I wrapped a random forest in a genetic algorithm for feature selection due to unidentifiable, group-based confounding variables. Is it bad? Is there better?

No tldr for this one, folks.

I had initially posted about my issue in another sub, but didn’t get much feedback. I then read up on genetic algorithms for feature selection, and decided to give it a shot. Let me acknowledge beforehand that there’s a serious processing cost problem.

I’m trying to create a classification model with clearly labeled data that has thousands of features. The data was obtained in a laboratory setting, and I’ll simplify the process and just say that the condition (label/class) was set and then data was taken once per minute for 100 minutes. Let’s say we had three conditions (C1, C2, C3), and went through the following rotation in the lab: C1, C2, C1, C3, C1, C2, C1, C3, C1. C1 was a control group. Glossary moment: I call each section of time dedicated to a condition an “implementation” of that condition.

After using exploratory data analysis (EDA) to eliminate some data points as well as all but 1000 features, I created a random forest model. The test set had nearly 100% accuracy. However, I’ve been burned before by data leakage and confounding variables. I then performed leave-one-group-out (LOGO), where I removed each group (i.e. the first implantation of C1), created a model with the rest of the data, and then I used the removed group as a test set. The idea being that if I removed the first implementation of a condition, training on another implementation(s) should be enough to accurately classify it.

Results were bad. Most C1s achieved 70-100% accuracy. C2s both achieved 0% accuracy. C3s achieved 10% accuracy and 40% accuracy. So even though, as far as I knew, each implementation of a condition was the same, they clearly weren’t. Something was happening- I assume some sort of confounding variable based on the time of day or the process of changing the condition.

My belief is that the original model was accurate because it contained separate models for each implementation “under the hood”. So one part of each decision tree was for the first implementation of C2, a separate part of the tree was for the second implementation of C2, but they both end in a vote for the C2 class, making it seem like the model can identify C2 anytime, anywhere.

I then hypothesized that while some of my thousand features were specific to the implementation, there might also be some features that were implementation-agnostic but condition-specific.

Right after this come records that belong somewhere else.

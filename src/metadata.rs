//! 원격 메타데이터 API
//!
//! 오케스트레이터는 [`MetadataSource`] 트레이트만 알고, 실제 HTTP 호출은 [`ApiClient`]가 한다.
//! 응답은 `{"status", "message", "payload"}`로 감싸져 온다.

use async_trait::async_trait;
use le7el_launcher_updater::{EntityPage, ReleaseDescriptor};
use reqwest::StatusCode;
use serde::de::DeserializeOwned;
use serde::{Deserialize, Serialize};
use uuid::Uuid;

#[derive(thiserror::Error, Debug, Clone, PartialEq, Eq)]
pub enum MetadataError {
    #[error("{0} not found")]
    NotFound(String),

    #[error("unauthorized")]
    Unauthorized,

    #[error("metadata request failed: {0}")]
    Transport(String),

    #[error("malformed metadata response: {0}")]
    Decode(String),

    #[error("launcher id is not configured")]
    MissingLauncherId,
}

/// 런처 디스크립터
#[derive(Debug, Clone, PartialEq, Serialize, Deserialize)]
#[serde(rename_all = "camelCase")]
pub struct LauncherDescriptor {
    pub id: Uuid,
    #[serde(default)]
    pub name: String,
    #[serde(default)]
    pub description: Option<String>,
    #[serde(default)]
    pub releases: EntityPage<ReleaseDescriptor>,
}

/// 앱 디스크립터
#[derive(Debug, Clone, PartialEq, Serialize, Deserialize)]
#[serde(rename_all = "camelCase")]
pub struct AppDescriptor {
    pub id: Uuid,
    #[serde(default)]
    pub name: String,
    #[serde(default)]
    pub description: Option<String>,
    #[serde(default)]
    pub releases: EntityPage<ReleaseDescriptor>,
}

/// API 공통 응답 래퍼
#[derive(Debug, Clone, Serialize, Deserialize)]
pub struct ApiResponse<T> {
    #[serde(default)]
    pub status: Option<String>,
    #[serde(default)]
    pub message: Option<String>,
    pub payload: Option<T>,
}

#[async_trait]
pub trait MetadataSource: Send + Sync {
    async fn fetch_launcher(&self, launcher_id: &str) -> Result<LauncherDescriptor, MetadataError>;

    async fn fetch_app(&self, app_id: Uuid) -> Result<AppDescriptor, MetadataError>;

    async fn fetch_apps_page(
        &self,
        launcher_id: &str,
        offset: u64,
        limit: u64,
    ) -> Result<EntityPage<AppDescriptor>, MetadataError>;
}

/// reqwest 기반 메타데이터 클라이언트
pub struct ApiClient {
    http: reqwest::Client,
    /// API 베이스 URL. 로컬 mock 서버 테스트 시 "http://127.0.0.1:9876" 등으로 오버라이드
    base_url: String,
    platform: String,
    token: Option<String>,
}

impl ApiClient {
    pub fn new(base_url: &str, platform: &str) -> Self {
        let http = reqwest::Client::builder()
            .user_agent(concat!("le7el-launcher/", env!("CARGO_PKG_VERSION")))
            .timeout(std::time::Duration::from_secs(30))
            .build()
            .unwrap_or_else(|_| reqwest::Client::new());

        Self {
            http,
            base_url: base_url.trim_end_matches('/').to_string(),
            platform: platform.to_string(),
            token: None,
        }
    }

    pub fn with_token(mut self, token: Option<String>) -> Self {
        self.token = token.filter(|t| !t.trim().is_empty());
        self
    }

    async fn get<T: DeserializeOwned>(&self, url: &str, what: &str) -> Result<T, MetadataError> {
        if self.base_url.is_empty() {
            return Err(MetadataError::Transport("api_url is not configured".to_string()));
        }

        let mut request = self.http.get(url);
        if let Some(ref token) = self.token {
            request = request.bearer_auth(token);
        }

        let response = request
            .send()
            .await
            .map_err(|e| MetadataError::Transport(e.to_string()))?;

        let status = response.status();
        match status {
            StatusCode::NOT_FOUND => return Err(MetadataError::NotFound(what.to_string())),
            StatusCode::UNAUTHORIZED | StatusCode::FORBIDDEN => return Err(MetadataError::Unauthorized),
            s if !s.is_success() => {
                let body = response.text().await.unwrap_or_default();
                return Err(MetadataError::Transport(format!("HTTP {}: {}", status, body)));
            }
            _ => {}
        }

        let wrapped: ApiResponse<T> = response
            .json()
            .await
            .map_err(|e| MetadataError::Decode(e.to_string()))?;
        wrapped
            .payload
            .ok_or_else(|| MetadataError::Decode(format!("empty payload for {}", what)))
    }
}

#[async_trait]
impl MetadataSource for ApiClient {
    async fn fetch_launcher(&self, launcher_id: &str) -> Result<LauncherDescriptor, MetadataError> {
        let url = format!(
            "{}/launchers/public/{}?platform={}",
            self.base_url, launcher_id, self.platform
        );
        self.get(&url, &format!("launcher {}", launcher_id)).await
    }

    async fn fetch_app(&self, app_id: Uuid) -> Result<AppDescriptor, MetadataError> {
        let url = format!("{}/apps/public/{}?platform={}", self.base_url, app_id, self.platform);
        self.get(&url, &format!("app {}", app_id)).await
    }

    async fn fetch_apps_page(
        &self,
        launcher_id: &str,
        offset: u64,
        limit: u64,
    ) -> Result<EntityPage<AppDescriptor>, MetadataError> {
        let url = format!(
            "{}/launchers/public/{}/apps?platform={}&offset={}&limit={}",
            self.base_url, launcher_id, self.platform, offset, limit
        );
        self.get(&url, &format!("apps of launcher {}", launcher_id)).await
    }
}
//! 시맨틱 버전 비교 유틸리티와 디렉터리별 버전 마커 저장소
//!
//! 런처 디렉터리와 각 앱 설치 디렉터리에는 `version` 파일 하나가 있고,
//! 그 안에 현재 설치된 버전 문자열이 들어 있다. 파일이 없으면 "설치된 적 없음"으로 본다.

use crate::error::UpdaterError;
use std::cmp::Ordering;
use std::fmt;
use std::io::Write;
use std::path::{Path, PathBuf};
use std::str::FromStr;

/// 버전 마커 파일명
pub const VERSION_FILE: &str = "version";
const VERSION_TMP_FILE: &str = ".version.tmp";

/// 시맨틱 버전 (major.minor.patch[-prerelease][+build])
#[derive(Debug, Clone, PartialEq, Eq)]
pub struct SemVer {
    pub major: u64,
    pub minor: u64,
    pub patch: u64,
    pub prerelease: Option<String>,
}

impl SemVer {
    pub fn new(major: u64, minor: u64, patch: u64) -> Self {
        Self { major, minor, patch, prerelease: None }
    }

    /// "v1.2.3", "1.2", "1.2.3-beta.1+build.5" 형식을 파싱
    pub fn parse(s: &str) -> Option<Self> {
        let s = s.trim();
        let s = s.strip_prefix('v').unwrap_or(s);
        // 빌드 메타데이터는 비교에 쓰지 않음
        let s = s.split('+').next().unwrap_or(s);
        let (version_part, prerelease) = match s.find('-') {
            Some(idx) => {
                let pre = &s[idx + 1..];
                if pre.is_empty() {
                    return None;
                }
                (&s[..idx], Some(pre.to_string()))
            }
            None => (s, None),
        };

        let parts: Vec<&str> = version_part.split('.').collect();
        if parts.is_empty() || parts.len() > 3 {
            return None;
        }

        let major = parts[0].parse().ok()?;
        let minor = match parts.get(1) {
            Some(p) => p.parse().ok()?,
            None => 0,
        };
        let patch = match parts.get(2) {
            Some(p) => p.parse().ok()?,
            None => 0,
        };

        Some(Self { major, minor, patch, prerelease })
    }

    /// 파싱 실패를 에러로 돌려주는 버전
    pub fn parse_strict(s: &str) -> Result<Self, UpdaterError> {
        Self::parse(s).ok_or_else(|| UpdaterError::VersionParse { input: s.to_string() })
    }

    /// 현재 버전보다 새로운 버전인지 확인
    pub fn is_newer_than(&self, other: &SemVer) -> bool {
        self > other
    }

    pub fn is_prerelease(&self) -> bool {
        self.prerelease.is_some()
    }
}

impl FromStr for SemVer {
    type Err = UpdaterError;

    fn from_str(s: &str) -> Result<Self, Self::Err> {
        Self::parse_strict(s)
    }
}

impl fmt::Display for SemVer {
    fn fmt(&self, f: &mut fmt::Formatter<'_>) -> fmt::Result {
        write!(f, "{}.{}.{}", self.major, self.minor, self.patch)?;
        if let Some(ref pre) = self.prerelease {
            write!(f, "-{}", pre)?;
        }
        Ok(())
    }
}

/// 프리릴리스 식별자 비교: 숫자끼리는 수치로, 숫자는 문자열보다 낮음
fn compare_prerelease(a: &str, b: &str) -> Ordering {
    let mut left = a.split('.');
    let mut right = b.split('.');
    loop {
        match (left.next(), right.next()) {
            (None, None) => return Ordering::Equal,
            (None, Some(_)) => return Ordering::Less,
            (Some(_), None) => return Ordering::Greater,
            (Some(x), Some(y)) => {
                let ord = match (x.parse::<u64>(), y.parse::<u64>()) {
                    (Ok(nx), Ok(ny)) => nx.cmp(&ny),
                    (Ok(_), Err(_)) => Ordering::Less,
                    (Err(_), Ok(_)) => Ordering::Greater,
                    (Err(_), Err(_)) => x.cmp(y),
                };
                if ord != Ordering::Equal {
                    return ord;
                }
            }
        }
    }
}

impl Ord for SemVer {
    fn cmp(&self, other: &Self) -> Ordering {
        self.major
            .cmp(&other.major)
            .then(self.minor.cmp(&other.minor))
            .then(self.patch.cmp(&other.patch))
            .then_with(|| match (&self.prerelease, &other.prerelease) {
                (None, None) => Ordering::Equal,
                (None, Some(_)) => Ordering::Greater,
                (Some(_), None) => Ordering::Less,
                (Some(a), Some(b)) => compare_prerelease(a, b),
            })
    }
}

impl PartialOrd for SemVer {
    fn partial_cmp(&self, other: &Self) -> Option<Ordering> {
        Some(self.cmp(other))
    }
}

// ═══════════════════════════════════════════════════════
// 버전 마커 저장소
// ═══════════════════════════════════════════════════════

pub fn version_file_path(dir: &Path) -> PathBuf {
    dir.join(VERSION_FILE)
}

/// `<dir>/version`을 읽어 파싱한다.
///
/// 파일이 없으면 [`UpdaterError::VersionNotFound`], 내용이 잘못되었으면
/// [`UpdaterError::VersionParse`]를 돌려준다.
pub fn read_version(dir: &Path) -> Result<SemVer, UpdaterError> {
    let path = version_file_path(dir);
    let content = match std::fs::read_to_string(&path) {
        Ok(content) => content,
        Err(e) if e.kind() == std::io::ErrorKind::NotFound => {
            return Err(UpdaterError::VersionNotFound {
                path: path.display().to_string(),
            });
        }
        Err(e) => return Err(UpdaterError::from_io(&e, "read version", &path)),
    };
    SemVer::parse_strict(content.trim())
}

/// 마커가 없으면 `None`
pub fn read_version_opt(dir: &Path) -> Result<Option<SemVer>, UpdaterError> {
    match read_version(dir) {
        Ok(v) => Ok(Some(v)),
        Err(e) if e.is_not_found() => Ok(None),
        Err(e) => Err(e),
    }
}

/// 임시 파일에 쓴 뒤 rename으로 교체한다. 중간에 죽어도 기존 마커는 온전하다.
pub fn write_version(dir: &Path, version: &SemVer) -> Result<(), UpdaterError> {
    std::fs::create_dir_all(dir).map_err(|e| UpdaterError::from_io(&e, "create directory", dir))?;

    let tmp = dir.join(VERSION_TMP_FILE);
    let target = version_file_path(dir);
    {
        let mut file = std::fs::File::create(&tmp)
            .map_err(|e| UpdaterError::from_io(&e, "create version", &tmp))?;
        file.write_all(version.to_string().as_bytes())
            .and_then(|_| file.sync_all())
            .map_err(|e| UpdaterError::from_io(&e, "write version", &tmp))?;
    }
    std::fs::rename(&tmp, &target).map_err(|e| UpdaterError::from_io(&e, "commit version", &target))?;

    tracing::debug!("[Version] {} -> {}", target.display(), version);
    Ok(())
}
pub mod config;
pub mod error;
pub mod events;
pub mod instance;
pub mod locator;
pub mod metadata;
pub mod orchestrator;  // 런처/앱 업데이트 상태 머신

pub use config::LauncherConfig;
pub use error::LauncherError;
pub use orchestrator::{Launcher, LauncherPaths, UpdateAvailability};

The problem is that the features that were implementation-specific were also far more attractive to the random forest algorithm, and I had to find a way to ignore them.

I created a genetic algorithm where each chromosome was a binary array representing whether each feature would be included in the random forest. The scoring had a brutal processing cost. For each implementation (so 9 times) I would create a random forest (using the genetic algorithm’s child-features) with the remaining groups and use the implementation as a test. I would find the minimum accuracy for each condition (so the minimum for the five C1 test results, the minimum for the two C2 test results, and the minimum for the two C3 test results) and use NSGA2 for multi-objective optimization (which I admit I am still working on fully understanding).

I’ve never had hyperparameters matter so much as when I was setting up the genetic algorithm. But it was *so* costly. I’d run it overnight just to get 30 generations done.

The results were interesting. Individually, C1s scored about 95%, C2s scored about 5%, and C3s scored about 60%. I then used the selected features to create a single random forest as I had done originally, and was disappointed to achieve nearly 100% accuracy again. *However*, when I performed my leave-one-group-out approach, I was pretty consistently getting 95% for C1, 0% for C2, and 60% for C3. So I was getting what the genetic algorithm said I’d be getting, *which was better and much more consistent than my original LOGO* and I feel would be the more accurate description of how good my model is, as opposed to the test set’s confusion matrix.

For those who have made it this far, I pulled that genetic algorithm wrapper idea out of thin air. In hindsight, do you think it was interesting, clever, a waste of time, seriously flawed? Is there a better approach for dealing with unidentifiable, group-based, confounding variables?